Vor den ersten Frösten werden die Holzverschalungen montiert und mit Keilen am Holzgerüst befestigt. Die Dachlatten werden dicht auf die Dachsparren gelegt und mit großen Dachplatten abgelegt. Zum Lüften können einzelne Dach- und Wandelemente geöffnet werden. In früheren Zeiten, aber auch in wenigen Limonaias heute noch, werden die kleinen Spalten zwischen den Elementen zum Abdichten mit Lehm verstrichen. Auch wurden früher oft Lehmschichten auf dem Dach aufgetragen und zum Teil mit Grassoden belegt.

Nach dem Winter wurden die Limonaias zunächst die Wände demontiert und eingelagert und nach den großen Regenfällen im Frühjahr wurde auch das Dach entfernt und eingelagert, heute werden die Limonaias eigentlich recht schnell völlig abgedeckt, weil die Heißluftgebläse Regenkühle gut unterbinden, falls dies nötig sein sollte. Große Steine im Erdreich zwischen den Pflanzen dienen als zusätzliche Wärmespeicher sind jedoch leider nicht zu sehen.

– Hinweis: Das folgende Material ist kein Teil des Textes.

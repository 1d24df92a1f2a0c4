//! Per-category store files
//!
//! A store directory holds one `<category>.json` file per category:
//!
//! ```json
//! {
//!   "frequencies": [{ "length": 5, "full": "eaoirtlnsc", "short": "eaoirt", "bits": 6 }],
//!   "words": ["apple", "tiger"]
//! }
//! ```
//!
//! `short` is optional and defaults to the start of `full`. Word masks are
//! computed once, when the file is loaded.

use super::{MemoryStore, StoreError, StoreProvider, WordStore};
use crate::core::FrequencyProfile;
use log::debug;
use serde::{Deserialize, Serialize};
use std::fs;
use std::path::{Path, PathBuf};

/// One row of the frequency table
#[derive(Debug, Clone, PartialEq, Eq, Serialize, Deserialize)]
pub struct FrequencyRow {
    pub length: usize,
    pub full: String,
    #[serde(default, skip_serializing_if = "Option::is_none")]
    pub short: Option<String>,
    pub bits: usize,
}

/// On-disk layout of one category
#[derive(Debug, Clone, Default, PartialEq, Eq, Serialize, Deserialize)]
pub struct StoreFile {
    #[serde(default)]
    pub frequencies: Vec<FrequencyRow>,
    #[serde(default)]
    pub words: Vec<String>,
}

impl StoreFile {
    /// Index the file's contents
    #[must_use]
    pub fn into_store(self) -> MemoryStore {
        let mut store = MemoryStore::new();
        for row in self.frequencies {
            store.insert_profile(
                row.length,
                FrequencyProfile::learned(&row.full, row.short.as_deref(), row.bits),
            );
        }
        for word in &self.words {
            store.insert_word(word.trim());
        }
        store
    }
}

/// Load one store file
///
/// # Errors
/// Returns `StoreError::Io` if the file cannot be read, or `StoreError::Json`
/// if it is not a valid store file.
pub fn load(path: &Path) -> Result<MemoryStore, StoreError> {
    let content = fs::read_to_string(path)?;
    let file: StoreFile = serde_json::from_str(&content)?;
    let store = file.into_store();
    debug!(
        "loaded {} ({} profiles, {} words)",
        path.display(),
        store.profile_count(),
        store.word_count()
    );
    Ok(store)
}

/// Directory of per-category store files
///
/// Files are opened on demand, once per round.
#[derive(Debug, Clone)]
pub struct CategoryDir {
    root: PathBuf,
}

impl CategoryDir {
    pub fn new(root: impl Into<PathBuf>) -> Self {
        Self { root: root.into() }
    }

    #[must_use]
    pub fn root(&self) -> &Path {
        &self.root
    }

    /// File path for a category, if the name is safe to use as a file name
    #[must_use]
    pub fn path_for(&self, category: &str) -> Option<PathBuf> {
        let unsafe_name = category.is_empty()
            || category.starts_with('.')
            || category.contains(['/', '\\', '\0']);
        if unsafe_name {
            return None;
        }
        Some(self.root.join(format!("{category}.json")))
    }
}

impl StoreProvider for CategoryDir {
    fn open(&self, category: &str) -> Result<Box<dyn WordStore + '_>, StoreError> {
        let unavailable = |reason: String| StoreError::Unavailable {
            category: category.to_string(),
            reason,
        };

        let path = self
            .path_for(category)
            .ok_or_else(|| unavailable("not a usable file name".to_string()))?;
        if !path.is_file() {
            return Err(unavailable(format!("no file {}", path.display())));
        }

        Ok(Box::new(load(&path)?))
    }
}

Gedüngt wird heute oft mit Mineraldüngern, doch die museale Limonaia 'Prato della Fame' verwendet seit kurzem wieder Mist, Hornspäne und Dolomit um die Pflanzen zu ernähren, aber zeitweilige Sprühvorgänge mit Spurenelementen und Fungiziden basieren noch auf synthetisch hergestellten Salzmischungen, und werden es in Zukunft nach Aussagen der Betreuer auch bleiben. Selbst im Winter wurde und wird bei zeitweiligen günstigen Klimalagen noch gedüngt, um einen einwandfreien Fruchtzustand zu gewähren. Im Frühjahr wird ein Rückschnitt durchgeführt, und im Herbst sind Verjüngungsschnitte oder ein Schnitt zum Lichten der Krone üblich. Weitere Kulturmaßnahmen unterscheiden sich kaum mit denen für im Freiland stehende Pflanzen, weshalb diese hier nicht aufgeführt werden.

Ein Besuch solcher historischer Citruspflanzungen ist sehenswert und oft sind die Gärtner sehr hilfsbereit und mitteilsam, so daß ein Besuch dieser Pflanzungen in meinem Falle nicht selten bis spät in den Abend gedauert hat. Sollte noch ein anderer Citrusfreund hier weiterführende Angaben machen können, so sind mir seine Ausführungen sehr willkommen.